# fa.bianp.net

My latests work (with Francis Bach and Alexandre Gramfort) is on the consistency of ordinal regression methods. It has the wildly imaginative title of "On the Consistency of Ordinal Regression Methods" and is currently under review but you can read the draft of it on ArXiv. If you have any thoughts about it, please leave me a comment!

Update July 2017: this paper was published on the Journal of Machine Learning Research. The published version can be found here

### Ordinal what?

The problem of ordinal regression is an old one in supervised learning. Its roots can be traced back to the works of McCullagh[1] in the 80s.
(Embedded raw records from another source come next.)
use std::collections::BTreeMap;
use std::path::PathBuf;
use std::sync::{Arc, Mutex};

use cycpep_core::{current_unix_timestamp_ms, lock_unpoisoned};
use tokio::sync::watch;
use tokio::task::JoinHandle;

use crate::error::{JobError, JobsResult};
use crate::id::generate_job_id;
use crate::log::{read_log_tail, JobLog};
use crate::record::{JobCommand, JobRecord, JobResult, JobStatus, JobStatusFilter};
use crate::runner::{run_process, ProcessSpec, RunOutcome};
use crate::store::JobStore;

const DEFAULT_JOBS_ROOT: &str = ".cycpep/jobs";
const DEFAULT_ERROR_TAIL_LINES: usize = 20;
const DEFAULT_RESULT_FILE_NAME: &str = "result.json";
const MAX_JOB_ID_ATTEMPTS: usize = 8;
const INTERRUPTED_BY_RESTART_MESSAGE: &str = "job interrupted by manager restart";

/// Configuration for [`JobManager`].
#[derive(Debug, Clone, PartialEq, Eq)]
pub struct JobManagerConfig {
    pub jobs_root: PathBuf,
    /// Trailing output lines quoted in the error of a failed job.
    pub error_tail_lines: usize,
    /// Name of the optional result file a job writes into its work directory.
    pub result_file_name: String,
}

impl Default for JobManagerConfig {
    fn default() -> Self {
        Self {
            jobs_root: PathBuf::from(DEFAULT_JOBS_ROOT),
            error_tail_lines: DEFAULT_ERROR_TAIL_LINES,
            result_file_name: DEFAULT_RESULT_FILE_NAME.to_string(),
        }
    }
}

impl JobManagerConfig {
    pub fn with_jobs_root(jobs_root: impl Into<PathBuf>) -> Self {
        Self {
            jobs_root: jobs_root.into(),
            ..Self::default()
        }
    }
}

/// A request to run one external command as a background job.
#[derive(Debug, Clone, PartialEq, Eq)]
pub struct SubmitRequest {
    pub executable: String,
    pub args: Vec<String>,
    /// Optional label; `job-<job_id>` when absent or blank.
    pub job_name: Option<String>,
}

impl SubmitRequest {
    pub fn new(executable: impl Into<String>, args: Vec<String>) -> Self {
        Self {
            executable: executable.into(),
            args,
            job_name: None,
        }
    }

    pub fn with_job_name(mut self, job_name: impl Into<String>) -> Self {
        self.job_name = Some(job_name.into());
        self
    }
}

/// What [`JobManager::recover_interrupted`] changed.
#[derive(Debug, Clone, Default, PartialEq, Eq)]
pub struct RecoveryReport {
    /// Jobs left `running` by a previous process, now `failed`.
    pub failed: Vec<String>,
    /// Jobs left `pending` by a previous process, launched again.
    pub relaunched: Vec<String>,
}

#[derive(Debug)]
struct InFlightJob {
    cancel: watch::Sender<bool>,
    handle: JoinHandle<()>,
}

#[derive(Debug)]
struct JobManagerInner {
    config: JobManagerConfig,
    store: JobStore,
    in_flight: Mutex<BTreeMap<String, InFlightJob>>,
}

/// Orchestrates the lifecycle of background jobs.
///
/// Every submitted job runs on its own tokio task; queries read the store
/// directly and never wait on execution. Cloning is cheap and clones share
/// the same store and in-flight table.
#[derive(Debug, Clone)]
pub struct JobManager {
    inner: Arc<JobManagerInner>,
}

impl JobManager {
    /// Opens the job store described by `config`. No job is launched.
    pub fn open(config: JobManagerConfig) -> JobsResult<Self> {
        let store = JobStore::open(&config.jobs_root)?;
        Ok(Self {
            inner: Arc::new(JobManagerInner {
                config,
                store,
                in_flight: Mutex::new(BTreeMap::new()),
            }),
        })
    }

    pub fn config(&self) -> &JobManagerConfig {
        &self.inner.config
    }

    pub fn store(&self) -> &JobStore {
        &self.inner.store
    }

    /// Persists a `pending` job and launches it in the background.
    ///
    /// Returns as soon as the record is durable; the process runs afterwards.
    #[tracing::instrument(
        name = "cycpep_jobs.manager.submit",
        skip(self, request),
        fields(executable = %request.executable, arg_count = request.args.len())
    )]
    pub async fn submit(&self, request: SubmitRequest) -> JobsResult<JobRecord> {
        let SubmitRequest {
            executable,
            args,
            job_name,
        } = request;
        if executable.trim().is_empty() {
            return Err(JobError::InvalidRequest {
                reason: "executable must not be empty".to_string(),
            });
        }
        let job_name = job_name
            .map(|name| name.trim().to_string())
            .filter(|name| !name.is_empty());
        let command = JobCommand::new(executable, args);

        let mut last_job_id = String::new();
        for attempt in 1..=MAX_JOB_ID_ATTEMPTS {
            let job_id = generate_job_id();
            let record = JobRecord::new_pending(
                job_id.as_str(),
                job_name
                    .clone()
                    .unwrap_or_else(|| format!("job-{job_id}")),
                command.clone(),
                current_unix_timestamp_ms(),
                self.inner.store.log_path(&job_id),
                self.inner.store.work_dir(&job_id),
            );
            match self.inner.store.create(&record) {
                Ok(()) => {
                    self.launch(&job_id);
                    tracing::info!(
                        job_id = %job_id,
                        job_name = %record.job_name(),
                        command = %record.command().display_line(),
                        "job submitted"
                    );
                    return Ok(record);
                }
                Err(JobError::Conflict { .. }) => {
                    tracing::debug!(job_id = %job_id, attempt, "job id collision; regenerating");
                    last_job_id = job_id;
                }
                Err(error) => return Err(error),
            }
        }
        Err(JobError::Conflict {
            job_id: last_job_id,
        })
    }

    /// Point-in-time snapshot of one job.
    pub fn get_status(&self, job_id: &str) -> JobsResult<JobRecord> {
        self.inner.store.read(job_id)
    }

    /// Result payload of a completed job.
    ///
    /// Any other status, `failed` included, is `NotReady` naming that status;
    /// the failure cause is on the record returned by [`Self::get_status`].
    pub fn get_result(&self, job_id: &str) -> JobsResult<JobResult> {
        let record = self.inner.store.read(job_id)?;
        if let Some(result) = record.result() {
            return Ok(result.clone());
        }
        Err(JobError::NotReady {
            job_id: job_id.to_string(),
            status: record.status(),
        })
    }

    /// Snapshot of the job log; `tail_lines == 0` returns every line.
    pub fn get_log(&self, job_id: &str, tail_lines: usize) -> JobsResult<JobLog> {
        let record = self.inner.store.read(job_id)?;
        let log_path = record.log_path();
        read_log_tail(log_path, tail_lines).map_err(|error| {
            if error.kind() == std::io::ErrorKind::NotFound {
                JobError::LogNotFound {
                    job_id: job_id.to_string(),
                    path: log_path.to_path_buf(),
                }
            } else {
                JobError::persistence(job_id, log_path, error)
            }
        })
    }

    /// Marks a `pending` or `running` job `cancelled` and signals its process.
    ///
    /// The record change is authoritative; killing the process is best effort.
    #[tracing::instrument(name = "cycpep_jobs.manager.cancel", skip(self))]
    pub fn cancel(&self, job_id: &str) -> JobsResult<JobRecord> {
        let record = self
            .inner
            .store
            .update(job_id, |record| record.mark_cancelled(current_unix_timestamp_ms()))?;
        if let Some(job) = lock_unpoisoned(&self.inner.in_flight).get(job_id) {
            let _ = job.cancel.send(true);
        }
        tracing::info!(job_id, "job cancelled");
        Ok(record)
    }

    /// Every job, optionally filtered, ordered by submission time then id.
    pub fn list(&self, filter: Option<JobStatusFilter>) -> JobsResult<Vec<JobRecord>> {
        let mut records = self.inner.store.list()?;
        if let Some(filter) = filter {
            records.retain(|record| filter.matches(record.status()));
        }
        records.sort_by(|left, right| {
            left.submitted_at()
                .cmp(&right.submitted_at())
                .then_with(|| left.job_id().cmp(right.job_id()))
        });
        Ok(records)
    }

    /// Ids of jobs whose background task has not finished.
    pub fn in_flight(&self) -> Vec<String> {
        lock_unpoisoned(&self.inner.in_flight)
            .keys()
            .cloned()
            .collect()
    }

    /// Repairs jobs a previous manager process left unfinished.
    ///
    /// `running` records have lost their process and become `failed`;
    /// `pending` records never started and are launched again. Jobs owned by
    /// this manager are left alone.
    #[tracing::instrument(name = "cycpep_jobs.manager.recover_interrupted", skip(self))]
    pub async fn recover_interrupted(&self) -> JobsResult<RecoveryReport> {
        let mut report = RecoveryReport::default();
        for record in self.list(Some(JobStatusFilter::Active))? {
            let job_id = record.job_id();
            if lock_unpoisoned(&self.inner.in_flight).contains_key(job_id) {
                continue;
            }
            match record.status() {
                JobStatus::Running => {
                    let updated = self.inner.store.update(job_id, |record| {
                        record.mark_failed(
                            current_unix_timestamp_ms(),
                            INTERRUPTED_BY_RESTART_MESSAGE,
                        )
                    });
                    match updated {
                        Ok(_) => {
                            tracing::warn!(job_id, "marked interrupted job failed");
                            report.failed.push(job_id.to_string());
                        }
                        Err(JobError::InvalidState { status, .. }) => {
                            tracing::debug!(job_id, %status, "job finished before recovery");
                        }
                        Err(error) => return Err(error),
                    }
                }
                JobStatus::Pending => {
                    self.launch(job_id);
                    tracing::warn!(job_id, "relaunched pending job");
                    report.relaunched.push(job_id.to_string());
                }
                _ => {}
            }
        }
        Ok(report)
    }

    /// Cancels every in-flight job and waits for their tasks to finish.
    ///
    /// Returns the ids that were still in flight.
    #[tracing::instrument(name = "cycpep_jobs.manager.shutdown", skip(self))]
    pub async fn shutdown(&self) -> Vec<String> {
        let jobs = std::mem::take(&mut *lock_unpoisoned(&self.inner.in_flight));
        let mut handles = Vec::with_capacity(jobs.len());
        for (job_id, job) in jobs {
            match self
                .inner
                .store
                .update(&job_id, |record| record.mark_cancelled(current_unix_timestamp_ms()))
            {
                Ok(_) => tracing::info!(job_id = %job_id, "job cancelled by shutdown"),
                Err(JobError::InvalidState { status, .. }) => {
                    tracing::debug!(job_id = %job_id, %status, "job already finished at shutdown");
                }
                Err(error) => {
                    tracing::warn!(job_id = %job_id, %error, "failed to record shutdown cancel");
                }
            }
            let _ = job.cancel.send(true);
            handles.push((job_id, job.handle));
        }

        let mut drained = Vec::with_capacity(handles.len());
        for (job_id, handle) in handles {
            if let Err(error) = handle.await {
                tracing::warn!(job_id = %job_id, %error, "job task ended abnormally");
            }
            drained.push(job_id);
        }
        drained
    }

    fn launch(&self, job_id: &str) {
        let (cancel_tx, cancel_rx) = watch::channel(false);
        let mut in_flight = lock_unpoisoned(&self.inner.in_flight);
        // Inserted under the lock so the task cannot deregister before it is registered.
        let handle = tokio::spawn(run_job(
            self.inner.clone(),
            job_id.to_string(),
            cancel_rx,
        ));
        in_flight.insert(
            job_id.to_string(),
            InFlightJob {
                cancel: cancel_tx,
                handle,
            },
        );
    }
}

async fn run_job(inner: Arc<JobManagerInner>, job_id: String, mut cancel: watch::Receiver<bool>) {
    execute_job(&inner, &job_id, &mut cancel).await;
    lock_unpoisoned(&inner.in_flight).remove(&job_id);
}

async fn execute_job(inner: &JobManagerInner, job_id: &str, cancel: &mut watch::Receiver<bool>) {
    let record = match inner
        .store
        .update(job_id, |record| record.mark_running(current_unix_timestamp_ms()))
    {
        Ok(record) => record,
        Err(JobError::InvalidState { status, .. }) => {
            tracing::debug!(job_id, %status, "job left pending before it started");
            return;
        }
        Err(error) => {
            tracing::warn!(job_id, %error, "failed to start job");
            return;
        }
    };
    tracing::info!(job_id, "job started");

    let spec = ProcessSpec {
        executable: record.command().executable.clone(),
        args: record.command().args.clone(),
        work_dir: record.work_dir().to_path_buf(),
        log_path: record.log_path().to_path_buf(),
        result_file: record.work_dir().join(&inner.config.result_file_name),
        error_tail_lines: inner.config.error_tail_lines,
    };
    let outcome = run_process(&spec, cancel).await;
    let now = current_unix_timestamp_ms();
    let (label, applied) = match outcome {
        RunOutcome::Completed(result) => (
            "completed",
            inner
                .store
                .update(job_id, |record| record.mark_completed(now, result)),
        ),
        RunOutcome::Failed(message) => {
            let failure = JobError::ExecutionFailure {
                job_id: job_id.to_string(),
                message: message.clone(),
            };
            tracing::warn!(error = %failure, "job failed");
            (
                "failed",
                inner
                    .store
                    .update(job_id, |record| record.mark_failed(now, message)),
            )
        }
        RunOutcome::Cancelled => (
            "cancelled",
            inner
                .store
                .update(job_id, |record| record.mark_cancelled(now)),
        ),
    };
    match applied {
        Ok(_) => tracing::info!(job_id, outcome = label, "job finished"),
        Err(JobError::InvalidState { status, .. }) => {
            tracing::debug!(job_id, outcome = label, %status, "job outcome lost race with cancel");
        }
        Err(error) => {
            tracing::warn!(job_id, outcome = label, %error, "failed to persist job outcome");
        }
    }
}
It is a supervised learning problem that shares properties --yet is fundamentally different-- with both multiclass classification and regression. It can be seen as the problem of predicting a target variable from labeled observations, where the target label consists of discrete and ordered labels. As in the multiclass classification setting, the target variables are of discrete nature, and as in the regression setting (but unlike the multiclass setting) there is a meaningful order between the classes.

The most popular example of ordinal regression arise when the target variable is a human generated rating. For example, for a movie recommendation system, the target variable can have the possible values “do-not-bother” ≺ “only-if-you-must” ≺ “good” ≺ “verygood” ≺ “run-to-see”. Using multiclass classification to predict this target would yield a suboptimal classifier since it ignores the fact that there is a natural ordering between the labels. On the other hand, a regression algorithm assumes that the target variable is continuous, while here it is clearly discrete. Ordinal regression would be the ideal model for this target variable.

### Fisher consistency

The notion of Fisher consistency is also an old one in statistics, and goes back to the work of Fisher at the beginning of the 20th century. The rigorous definition is stated in the paper, so here I'll just give an intuition.

In supervised learning, we observe random samples (in the form of pairs (target, sample) usually denoted $(y_i, X_i)$ ) from a population (lets call it P) and build a model that predicts the target when he seems a new sample. Fisher consistency can be seen as a sanity check on the learning model, that states that if instead of seeing a random sample we would have access to the full population P (which in real life never happens), then our classifier would have an accuracy as good as the best possible accuracy (such classifier is usually called Bayes rule or Bayes predictor).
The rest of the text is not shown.